De rechtbank heeft terecht en op goede gronden overwogen dat het college onvoldoende onderzoek heeft gedaan naar het precieze peil en dat voor de bepaling daarvan metingen ter plaatse nodig zijn. Anders dan het college betoogt kunnen deze metingen niet eerst plaatsvinden bij aanvang van de bouw, naar aanleiding waarvan tot ophoging van het terrein of handhaving over zou kunnen worden gegaan. Uit artikel 44, eerste lid, aanhef en onder c, van de Woningwet volgt dat bij de verlening van de bouwvergunning beoordeeld moet worden of het bouwplan niet in strijd is met de ingevolge het bestemmingsplan maximaal toegestane goot- en nokhoogte. Ophoging van het terrein leidt er niet toe dat voldaan wordt aan de in het bestemmingsplan maximaal toegestane goot- en nokhoogte. Bij ophoging van het bouwterrein is geen sprake meer van een afgewerkt terrein, als bedoeld in artikel 1.1, onder 1, van de planvoorschriften, maar van een kunstmatig verhoogd peil. Ook kan handhaving niet aan de orde zijn, indien de opbouw conform de bij de verleende bouwvergunning behorende tekening in aansluiting op de bestaande bebouwing wordt gebouwd.

Het betoog faalt.

2.4. Het hoger beroep is ongegrond. De aangevallen uitspraak dient te worden bevestigd.
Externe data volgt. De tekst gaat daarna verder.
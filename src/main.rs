use axum::{response::IntoResponse, routing::get, Json, Router};
use serde::Serialize;
use std::sync::Arc;
use tokio::net::TcpListener;
use tower_http::trace::TraceLayer;
use tracing::info;
use tracing_subscriber::{layer::SubscriberExt, util::SubscriberInitExt};

mod artifacts;
mod config;
mod error;
mod index;
mod models;
mod render;
mod repository;

use config::IndexConfig;
use repository::{ArtifactRepository, FsRepository};

#[derive(Clone)]
pub struct AppState {
    config: Arc<IndexConfig>,
    repository: Arc<dyn ArtifactRepository>,
}

#[tokio::main]
async fn main() -> anyhow::Result<()> {
    tracing_subscriber::registry()
        .with(
            tracing_subscriber::EnvFilter::try_from_default_env()
                .unwrap_or_else(|_| "download_index=debug,tower_http=debug".into()),
        )
        .with(tracing_subscriber::fmt::layer())
        .init();

    let config = IndexConfig::from_env()?;
    info!(
        "Serving {} releases from {} (mode: {}, ordering: {})",
        config.title,
        match config.mode {
            models::ListingMode::Marker => config.marker_file.display(),
            _ => config.downloads_dir.display(),
        },
        config.mode,
        config.ordering
    );

    let repository: Arc<dyn ArtifactRepository> = Arc::new(FsRepository::new(&config));
    let addr = config.bind_addr;

    let state = AppState {
        config: Arc::new(config),
        repository,
    };

    let app = Router::new()
        .route("/health", get(health))
        .merge(index::routes())
        .layer(TraceLayer::new_for_http())
        .with_state(state);

    info!("listening on {}", addr);

    let listener = TcpListener::bind(addr).await?;
    axum::serve(listener, app).await?;

    Ok(())
}

async fn health() -> impl IntoResponse {
    Json(HealthResponse {
        status: "healthy".to_string(),
        version: env!("CARGO_PKG_VERSION").to_string(),
    })
}

#[derive(Serialize)]
struct HealthResponse {
    status: String,
    version: String,
}

#[cfg(test)]
mod tests {
    use super::*;
    use axum::{
        body::Body,
        http::{header::CONTENT_TYPE, Method, Request, StatusCode},
    };
    use tower::ServiceExt;

    #[tokio::test]
    async fn test_health_reports_version() {
        let app: Router = Router::new().route("/health", get(health));

        let response = app
            .oneshot(
                Request::builder()
                    .method(Method::GET)
                    .uri("/health")
                    .body(Body::empty())
                    .unwrap(),
            )
            .await
            .unwrap();

        assert_eq!(response.status(), StatusCode::OK);
        assert_eq!(response.headers()[CONTENT_TYPE], "application/json");

        let body = axum::body::to_bytes(response.into_body(), usize::MAX)
            .await
            .unwrap();
        assert_eq!(
            String::from_utf8(body.to_vec()).unwrap(),
            format!(
                r#"{{"status":"healthy","version":"{}"}}"#,
                env!("CARGO_PKG_VERSION")
            )
        );
    }
}
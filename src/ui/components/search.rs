//! Search surface: input box, result list and featured picks.

use crate::ui::helpers::{self, position_cursor, visual_width};
use crate::ui::theme::Theme;
use crate::ui::viewmodel::{FeaturedItem, ResultItem, SearchPanel, SearchResults};

/// Horizontal margin around the input box.
const SEARCH_BOX_MARGIN: usize = 5;

/// Placeholder row for a qualifying query without matches.
pub const NO_MATCHES_TEXT: &str = "No counties found";

/// Renders the 3-line bordered input box and returns the next free row.
///
/// ```text
/// [margin] ┌──────────────────────┐ [margin]
/// [margin] │ Search: cook         │ [margin]
/// [margin] └──────────────────────┘ [margin]
/// ```
pub fn render_search_bar(row: usize, query: &str, theme: &Theme, cols: usize) -> usize {
    let box_width = cols.saturating_sub(SEARCH_BOX_MARGIN * 2);
    let inner_width = box_width.saturating_sub(2);
    let margin = " ".repeat(SEARCH_BOX_MARGIN);

    position_cursor(row, 1);
    print!("{margin}");
    print!("{}", Theme::fg(&theme.colors.search_bar_border));
    print!("┌{}┐", "─".repeat(inner_width));
    print!("{}", Theme::reset());

    let label = " Search: ";
    let query_width = inner_width.saturating_sub(label.len() + 1);
    let query_text = helpers::clip(query, query_width);
    let padding = inner_width.saturating_sub(label.len() + visual_width(&query_text) + 1);

    position_cursor(row + 1, 1);
    print!("{margin}");
    print!("{}", Theme::fg(&theme.colors.search_bar_border));
    print!("│");
    print!("{}", Theme::fg(&theme.colors.text_dim));
    print!("{label}");
    print!("{}", Theme::fg(&theme.colors.text_normal));
    print!("{query_text}");
    print!("{}", Theme::fg(&theme.colors.search_bar_border));
    print!("▏");
    print!("{}", " ".repeat(padding));
    print!("│");
    print!("{}", Theme::reset());

    position_cursor(row + 2, 1);
    print!("{margin}");
    print!("{}", Theme::fg(&theme.colors.search_bar_border));
    print!("└{}┘", "─".repeat(inner_width));
    print!("{}", Theme::reset());

    row + 3
}

/// Renders whatever sits under the input box and returns the next free row.
///
/// - active search: the result rows, or the no-matches placeholder
/// - otherwise: the featured picks, if any
pub fn render_search_body(row: usize, panel: &SearchPanel, theme: &Theme, cols: usize) -> usize {
    match &panel.results {
        SearchResults::Matches(items) => render_results(row, items, theme, cols),
        SearchResults::NoMatches => {
            position_cursor(row, 1);
            print!("{}", Theme::fg(&theme.colors.text_dim));
            print!("{}{NO_MATCHES_TEXT}", " ".repeat(SEARCH_BOX_MARGIN + 2));
            print!("{}", Theme::reset());
            row + 1
        }
        SearchResults::Inactive => render_featured(row, &panel.featured, theme, cols),
    }
}

fn render_results(row: usize, items: &[ResultItem], theme: &Theme, cols: usize) -> usize {
    let indent = SEARCH_BOX_MARGIN + 1;
    let width = cols.saturating_sub(indent * 2);
    let mut current_row = row;

    for item in items {
        position_cursor(current_row, 1);
        print!("{}", " ".repeat(indent));

        if item.is_selected {
            print!("{}", Theme::fg(&theme.colors.selection_fg));
            print!("{}", Theme::bg(&theme.colors.selection_bg));
        } else {
            print!("{}", Theme::fg(&theme.colors.text_normal));
        }

        print!(" ");
        helpers::render_highlighted_text(&item.name, &item.highlight_ranges, theme, item.is_selected);
        print!("{}", " ".repeat(width.saturating_sub(visual_width(&item.name) + 1)));
        print!("{}", Theme::reset());

        current_row += 1;
    }

    current_row
}

fn render_featured(row: usize, featured: &[FeaturedItem], theme: &Theme, cols: usize) -> usize {
    if featured.is_empty() {
        return row;
    }

    let indent = " ".repeat(SEARCH_BOX_MARGIN + 2);

    position_cursor(row + 1, 1);
    print!("{}", Theme::bold());
    print!("{}", Theme::fg(&theme.colors.text_dim));
    print!("{indent}FEATURED");
    print!("{}", Theme::reset());

    let mut current_row = row + 2;
    for item in featured {
        position_cursor(current_row, 1);
        print!("{indent}");
        print!("{}", Theme::fg(&theme.colors.search_bar_border));
        print!("{:<4}", item.key);
        print!("{}", Theme::fg(&theme.colors.link_fg));
        print!("{}", helpers::clip(&item.name, cols.saturating_sub(indent.len() + 4)));
        print!("{}", Theme::reset());
        current_row += 1;
    }

    current_row
}
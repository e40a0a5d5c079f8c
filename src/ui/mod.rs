//! Terminal rendering layer.
//!
//! Turns engine state into ANSI-styled output through view models and small
//! composable components.
//!
//! ```text
//! AppState → compute_viewmodel → UIViewModel → render → ANSI Output
//! ```
//!
//! # Modules
//!
//! - [`format`]: number, currency and data-completeness formatting
//! - [`viewmodel`]: display-ready view model types
//! - [`renderer`]: rendering entry point
//! - [`components`]: header, footer, search surface, stats, flow tables
//! - [`helpers`]: cursor positioning, width-aware padding, highlighting
//! - [`theme`]: color themes and escape sequences

pub mod components;
pub mod format;
pub mod helpers;
pub mod renderer;
pub mod theme;
pub mod viewmodel;

pub use format::{format_count, format_currency, format_signed_count, has_limited_data, Polarity};
pub use renderer::render;
pub use theme::Theme;
pub use viewmodel::{
    Body, CountyViewModel, EmptyState, FeaturedItem, FlowRow, FooterInfo, HeaderInfo, Notice, ResultItem,
    SearchPanel, SearchResults, UIViewModel,
};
2.5. Het college dient op na te melden wijze in de proceskosten te worden veroordeeld.

3. Beslissing

De Afdeling bestuursrechtspraak van de Raad van State

Recht doende in naam der Koningin:

I. bevestigt de aangevallen uitspraak;

II. veroordeelt het college van burgemeester en wethouders van Landsmeer tot vergoeding van bij [wederpartij] in verband met de behandeling van het hoger beroep opgekomen proceskosten tot een bedrag van € 22,99 (zegge: tweeëntwintig euro en negenennegentig cent);

III. verstaat dat de secretaris van de Raad van State van het college van burgemeester en wethouders van Landsmeer griffierecht ten bedrage van € 433,00 (zegge: vierhonderddrieëndertig euro) heft.

Aldus vastgesteld door mr. P.A. Offers, lid van de enkelvoudige kamer, in tegenwoordigheid van mr. A.J. Soede, ambtenaar van Staat.

w.g. Offers w.g. Soede
lid van de enkelvoudige kamer ambtenaar van Staat

Uitgesproken in het openbaar op 2 september 2009

270.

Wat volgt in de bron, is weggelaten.